In 1271 Peter was appointed lector in the convent of Skänningen which was to become an important spiritual centre in Sweden. After this, communications with Christina became increasingly difficult. Peter received a spate of letters from her at the provincial chapter in Aarhus in 1272, but after that contact seems to have been broken, and we do not know of any letters received by Peter until 1278. Consequently his biography for the years 1272-1277 is clouded in obscurity. GALLÉN 1946, 230 f., assumes that Peter was active in Skänninge from 1271 until 1277 when he moved to Västerås. ASZTALOS (1991, 59 ff.) has pointed to evidence, albeit not conclusive, in Peter’s letter favouring instead the following chronology: lector in Skänninge 1271-1272, in Västerås (after the meeting in Aarhus) 1272-1276, and again, in Skänninge 1277. There is, however, agreement on Peter being appointed prior in Västerås at the end of 1277 or the beginning of 1278. During a month-long visit to Cologne in the autumn of 1279, Peter had the opportunity to meet Christina again.

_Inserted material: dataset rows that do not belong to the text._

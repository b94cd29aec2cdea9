//! Command-line front end for the checklist core.
//!
//! # Responsibility
//! - Turn command-line input into core calls and print plain-text results.
//! - Read/write import and export files; the core never touches them.

use anyhow::{bail, Context, Result};
use chrono::{DateTime, Utc};
use checklist_core::db::open_db;
use checklist_core::{
    export_file_name, init_logging, ChecklistStore, ConfigOverrides, CoreConfig,
    SqliteCollectionRepository, SubmittedForm,
};
use clap::{Parser, Subcommand, ValueEnum};
use log::warn;
use std::path::{Path, PathBuf};

#[derive(Parser)]
#[command(name = "checklists", version, about = "Manage aircraft checklists")]
struct Cli {
    /// SQLite database file (env: CHECKLISTS_DB_PATH).
    #[arg(long, global = true)]
    db: Option<PathBuf>,
    /// Log level: trace|debug|info|warn|error (env: CHECKLISTS_LOG_LEVEL).
    #[arg(long, global = true)]
    log_level: Option<String>,
    /// Absolute log directory (env: CHECKLISTS_LOG_DIR).
    #[arg(long, global = true)]
    log_dir: Option<PathBuf>,
    #[command(subcommand)]
    command: Command,
}

#[derive(Subcommand)]
enum Command {
    /// List checklists with progress, optionally for one aircraft.
    List {
        #[arg(long, default_value = "")]
        aircraft: String,
    },
    /// List known aircraft labels.
    Aircraft,
    /// Print one checklist as JSON.
    Show { id: u64 },
    /// Create a checklist from a JSON form file.
    Create { form: PathBuf },
    /// Replace a checklist's structure from a JSON form file.
    Update { id: u64, form: PathBuf },
    Delete { id: u64 },
    /// Flip one item's completion flag.
    Toggle {
        checklist: u64,
        section: u64,
        item: u64,
    },
    /// Mark every item of a checklist as not completed.
    Reset { id: u64 },
    /// Append checklists from an export file.
    Import { file: PathBuf },
    /// Write all checklists to a file in `dir` named after the UTC date.
    Export {
        #[arg(long, default_value = ".")]
        dir: PathBuf,
    },
    /// Show or change the dark-mode preference.
    DarkMode { action: Option<DarkModeAction> },
}

#[derive(Clone, Copy, ValueEnum)]
enum DarkModeAction {
    On,
    Off,
    Toggle,
}

fn main() -> Result<()> {
    let cli = Cli::parse();
    let config = CoreConfig::resolve(ConfigOverrides {
        db_path: cli.db,
        log_level: cli.log_level,
        log_dir: cli.log_dir,
    });
    if let Err(err) = init_logging(&config.log_level, &config.log_dir) {
        eprintln!("logging disabled: {err}");
    }

    let conn = open_db(&config.db_path)
        .with_context(|| format!("opening {}", config.db_path.display()))?;
    let repo = SqliteCollectionRepository::try_new(&conn)?;
    let mut store = ChecklistStore::open(repo)?;

    run(&mut store, cli.command)
}

fn run(store: &mut ChecklistStore<SqliteCollectionRepository<'_>>, command: Command) -> Result<()> {
    match command {
        Command::List { aircraft } => {
            let listed = store.list_by_aircraft(&aircraft);
            if store.is_empty() {
                println!("No checklists yet.");
            } else if listed.is_empty() {
                println!("No checklist found for aircraft `{aircraft}`.");
            }
            for entry in listed {
                let checklist = entry.checklist;
                println!(
                    "{:>16}  {}{}  {}/{} ({}%)",
                    checklist.id,
                    checklist.title,
                    checklist
                        .aircraft
                        .as_deref()
                        .map(|label| format!(" [{label}]"))
                        .unwrap_or_default(),
                    entry.completed_count,
                    entry.total_count,
                    entry.percent()
                );
            }
        }
        Command::Aircraft => {
            for label in store.distinct_aircraft() {
                println!("{label}");
            }
        }
        Command::Show { id } => {
            let Some(checklist) = store.get(id) else {
                bail!("checklist not found: {id}");
            };
            println!("{}", serde_json::to_string_pretty(checklist)?);
        }
        Command::Create { form } => {
            let form = read_form(&form)?;
            let created = store.create(&form)?;
            println!("created {}", created.id);
        }
        Command::Update { id, form } => {
            let form = read_form(&form)?;
            let updated = store.update(id, &form)?;
            let (done, total) = updated.progress_counts();
            println!("updated {} ({done}/{total} kept completed)", updated.id);
        }
        Command::Delete { id } => {
            if store.delete(id)? {
                println!("deleted {id}");
            } else {
                println!("nothing to delete");
            }
        }
        Command::Toggle {
            checklist,
            section,
            item,
        } => match store.toggle_item(checklist, section, item)? {
            Some(true) => println!("checked"),
            Some(false) => println!("unchecked"),
            None => {
                warn!("event=cli_toggle module=cli status=noop");
                println!("no such item");
            }
        },
        Command::Reset { id } => {
            if store.reset_checklist(id)? {
                println!("reset {id}");
            }
        }
        Command::Import { file } => {
            let text = std::fs::read_to_string(&file)
                .with_context(|| format!("reading {}", file.display()))?;
            let ids = store.import_json(&text)?;
            println!("imported {} checklist(s)", ids.len());
        }
        Command::Export { dir } => {
            let path = export_path(&dir, Utc::now());
            std::fs::write(&path, store.export_json()?)
                .with_context(|| format!("writing {}", path.display()))?;
            println!("{}", path.display());
        }
        Command::DarkMode { action } => {
            let enabled = match action {
                None => store.dark_mode(),
                Some(DarkModeAction::On) => {
                    store.set_dark_mode(true)?;
                    true
                }
                Some(DarkModeAction::Off) => {
                    store.set_dark_mode(false)?;
                    false
                }
                Some(DarkModeAction::Toggle) => store.toggle_dark_mode()?,
            };
            println!("dark mode {}", if enabled { "on" } else { "off" });
        }
    }
    Ok(())
}

fn read_form(path: &Path) -> Result<SubmittedForm> {
    let text =
        std::fs::read_to_string(path).with_context(|| format!("reading {}", path.display()))?;
    serde_json::from_str(&text).with_context(|| format!("parsing form {}", path.display()))
}

fn export_path(dir: &Path, now: DateTime<Utc>) -> PathBuf {
    dir.join(export_file_name(now.date_naive()))
}

#[cfg(test)]
mod tests {
    use super::export_path;
    use chrono::{DateTime, Utc};
    use std::path::{Path, PathBuf};

    #[test]
    fn export_file_uses_utc_calendar_date() {
        let now: DateTime<Utc> = DateTime::parse_from_rfc3339("2024-05-01T23:30:00-02:00")
            .unwrap()
            .with_timezone(&Utc);
        assert_eq!(
            export_path(Path::new("out"), now),
            PathBuf::from("out/aerosim-checklists-2024-05-02.json")
        );
    }
}
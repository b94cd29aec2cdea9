//! Submitted checklist definitions.
//!
//! # Responsibility
//! - Define the plain-data shape the presentation layer submits on save.
//! - Validate and normalize it into `ValidatedForm` before merge.
//!
//! # Invariants
//! - A `ValidatedForm` has a non-blank title and at least one section, and
//!   every section has a non-blank name and at least one item.
//! - All text is trimmed; blank optional text is `None`.

use crate::model::checklist::normalize_optional;
use serde::{Deserialize, Serialize};
use std::error::Error;
use std::fmt::{Display, Formatter};

/// Raw checklist definition collected from user input.
#[derive(Debug, Clone, Default, PartialEq, Eq, Serialize, Deserialize)]
pub struct SubmittedForm {
    pub title: String,
    #[serde(default)]
    pub aircraft: Option<String>,
    #[serde(default)]
    pub sections: Vec<SubmittedSection>,
}

/// Raw section entry; blank names drop the whole section.
#[derive(Debug, Clone, Default, PartialEq, Eq, Serialize, Deserialize)]
pub struct SubmittedSection {
    pub name: String,
    #[serde(default)]
    pub items: Vec<SubmittedItem>,
}

/// Raw item entry; blank names drop the item.
#[derive(Debug, Clone, Default, PartialEq, Eq, Serialize, Deserialize)]
pub struct SubmittedItem {
    pub name: String,
    #[serde(default)]
    pub action: Option<String>,
    #[serde(default)]
    pub comment: Option<String>,
}

impl SubmittedItem {
    pub fn new(name: impl Into<String>, action: impl Into<String>) -> Self {
        Self {
            name: name.into(),
            action: Some(action.into()),
            comment: None,
        }
    }

    pub fn with_comment(mut self, comment: impl Into<String>) -> Self {
        self.comment = Some(comment.into());
        self
    }
}

impl SubmittedSection {
    pub fn new(name: impl Into<String>, items: Vec<SubmittedItem>) -> Self {
        Self {
            name: name.into(),
            items,
        }
    }
}

impl SubmittedForm {
    pub fn new(title: impl Into<String>, aircraft: Option<&str>) -> Self {
        Self {
            title: title.into(),
            aircraft: aircraft.map(str::to_string),
            sections: Vec::new(),
        }
    }

    pub fn section(mut self, section: SubmittedSection) -> Self {
        self.sections.push(section);
        self
    }

    /// Trims input, drops blank sections/items, and enforces save rules.
    ///
    /// # Errors
    /// - `EmptyTitle` when the title is blank.
    /// - `NoSections` when no section has a non-blank name.
    /// - `NoItems` when named sections exist but none keeps an item.
    pub fn validate(&self) -> Result<ValidatedForm, ValidationError> {
        let title = self.title.trim();
        if title.is_empty() {
            return Err(ValidationError::EmptyTitle);
        }

        let mut named_sections = 0usize;
        let mut sections = Vec::with_capacity(self.sections.len());
        for section in &self.sections {
            let name = section.name.trim();
            if name.is_empty() {
                continue;
            }
            named_sections += 1;

            let items: Vec<ValidatedItem> = section
                .items
                .iter()
                .filter_map(|item| {
                    let item_name = item.name.trim();
                    if item_name.is_empty() {
                        return None;
                    }
                    Some(ValidatedItem {
                        name: item_name.to_string(),
                        action: normalize_optional(item.action.clone()),
                        comment: normalize_optional(item.comment.clone()),
                    })
                })
                .collect();

            if !items.is_empty() {
                sections.push(ValidatedSection {
                    name: name.to_string(),
                    items,
                });
            }
        }

        if named_sections == 0 {
            return Err(ValidationError::NoSections);
        }
        if sections.is_empty() {
            return Err(ValidationError::NoItems);
        }

        Ok(ValidatedForm {
            title: title.to_string(),
            aircraft: normalize_optional(self.aircraft.clone()),
            sections,
        })
    }
}

/// Normalized definition accepted by the merge engine.
///
/// Only constructible through `SubmittedForm::validate`.
#[derive(Debug, Clone, PartialEq, Eq)]
pub struct ValidatedForm {
    title: String,
    aircraft: Option<String>,
    sections: Vec<ValidatedSection>,
}

impl ValidatedForm {
    pub fn title(&self) -> &str {
        &self.title
    }

    pub fn aircraft(&self) -> Option<&str> {
        self.aircraft.as_deref()
    }

    pub fn sections(&self) -> &[ValidatedSection] {
        &self.sections
    }
}

#[derive(Debug, Clone, PartialEq, Eq)]
pub struct ValidatedSection {
    pub name: String,
    pub items: Vec<ValidatedItem>,
}

#[derive(Debug, Clone, PartialEq, Eq)]
pub struct ValidatedItem {
    pub name: String,
    pub action: Option<String>,
    pub comment: Option<String>,
}

/// Save-time rejection reasons surfaced to the user.
#[derive(Debug, Clone, Copy, PartialEq, Eq)]
pub enum ValidationError {
    EmptyTitle,
    NoSections,
    NoItems,
}

impl Display for ValidationError {
    fn fmt(&self, f: &mut Formatter<'_>) -> std::fmt::Result {
        match self {
            Self::EmptyTitle => write!(f, "checklist title must not be blank"),
            Self::NoSections => write!(f, "checklist needs at least one named section"),
            Self::NoItems => write!(f, "checklist sections need at least one named item"),
        }
    }
}

impl Error for ValidationError {}
//! Startup configuration
//!
//! Read once when the simulation is created; not reconfigurable while it
//! runs. Every field has a default, so a partial JSON file is valid.

use serde::{Deserialize, Serialize};

use crate::consts::*;

/// Simulation settings
#[derive(Debug, Clone, PartialEq, Serialize, Deserialize)]
#[serde(default)]
pub struct Settings {
    /// Balls seeded at startup and on every reset
    pub body_count: usize,
    /// Radius range [min, max) in pixels
    pub min_radius: f64,
    pub max_radius: f64,
    /// Speed range [min, max) in pixels per second
    pub min_speed: f64,
    pub max_speed: f64,
    /// Initial arena size
    pub viewport_width: f64,
    pub viewport_height: f64,
    /// RNG seed; the front end picks one from the clock when absent
    pub seed: Option<u64>,
}

impl Default for Settings {
    fn default() -> Self {
        Self {
            body_count: NUM_BALLS,
            min_radius: MIN_RADIUS,
            max_radius: MAX_RADIUS,
            min_speed: MIN_SPEED,
            max_speed: MAX_SPEED,
            viewport_width: VIEWPORT_WIDTH,
            viewport_height: VIEWPORT_HEIGHT,
            seed: None,
        }
    }
}

impl Settings {
    pub fn from_json(json: &str) -> Result<Self, serde_json::Error> {
        serde_json::from_str(json)
    }

    /// Load settings from a JSON file, falling back to defaults
    #[cfg(not(target_arch = "wasm32"))]
    pub fn load(path: &std::path::Path) -> Self {
        let json = match std::fs::read_to_string(path) {
            Ok(json) => json,
            Err(e) => {
                log::warn!("Could not read settings {}: {}", path.display(), e);
                return Self::default();
            }
        };
        match Self::from_json(&json) {
            Ok(settings) => {
                log::info!("Loaded settings from {}", path.display());
                settings.sanitized()
            }
            Err(e) => {
                log::warn!("Invalid settings {}: {}", path.display(), e);
                Self::default()
            }
        }
    }

    /// Replace values that would create invalid balls with their defaults
    pub fn sanitized(mut self) -> Self {
        let defaults = Self::default();

        if !(self.min_radius > 0.0 && self.max_radius >= self.min_radius && self.max_radius.is_finite()) {
            log::warn!(
                "Invalid radius range [{}, {}), using [{}, {})",
                self.min_radius,
                self.max_radius,
                defaults.min_radius,
                defaults.max_radius
            );
            self.min_radius = defaults.min_radius;
            self.max_radius = defaults.max_radius;
        }

        if !(self.min_speed >= 0.0 && self.max_speed >= self.min_speed && self.max_speed.is_finite()) {
            log::warn!(
                "Invalid speed range [{}, {}), using [{}, {})",
                self.min_speed,
                self.max_speed,
                defaults.min_speed,
                defaults.max_speed
            );
            self.min_speed = defaults.min_speed;
            self.max_speed = defaults.max_speed;
        }

        if !(self.viewport_width >= 0.0 && self.viewport_width.is_finite()) {
            log::warn!("Invalid viewport width {}", self.viewport_width);
            self.viewport_width = defaults.viewport_width;
        }
        if !(self.viewport_height >= 0.0 && self.viewport_height.is_finite()) {
            log::warn!("Invalid viewport height {}", self.viewport_height);
            self.viewport_height = defaults.viewport_height;
        }

        self
    }
}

He did not return to Västerås but travelled to Visby on Gotland, where he became lector in 1280. He was present at the provincial chapters in Oslo 1280, in Skänninge 1281, in Visby 1282, and (probably) in Sigtuna in 1286. From 1286 until his death he was prior in Visby. Peter was appointed the provincial prior’s socius (companion) on a trip to a general chapter, probably that held in Bordeaux in 1287, which gave him the opportunity to pay Christina a final, brief visit. During the Lent of 1289, the Beguine was informed of the death of her hagiographer and friend in a letter from a Dominican in Visby.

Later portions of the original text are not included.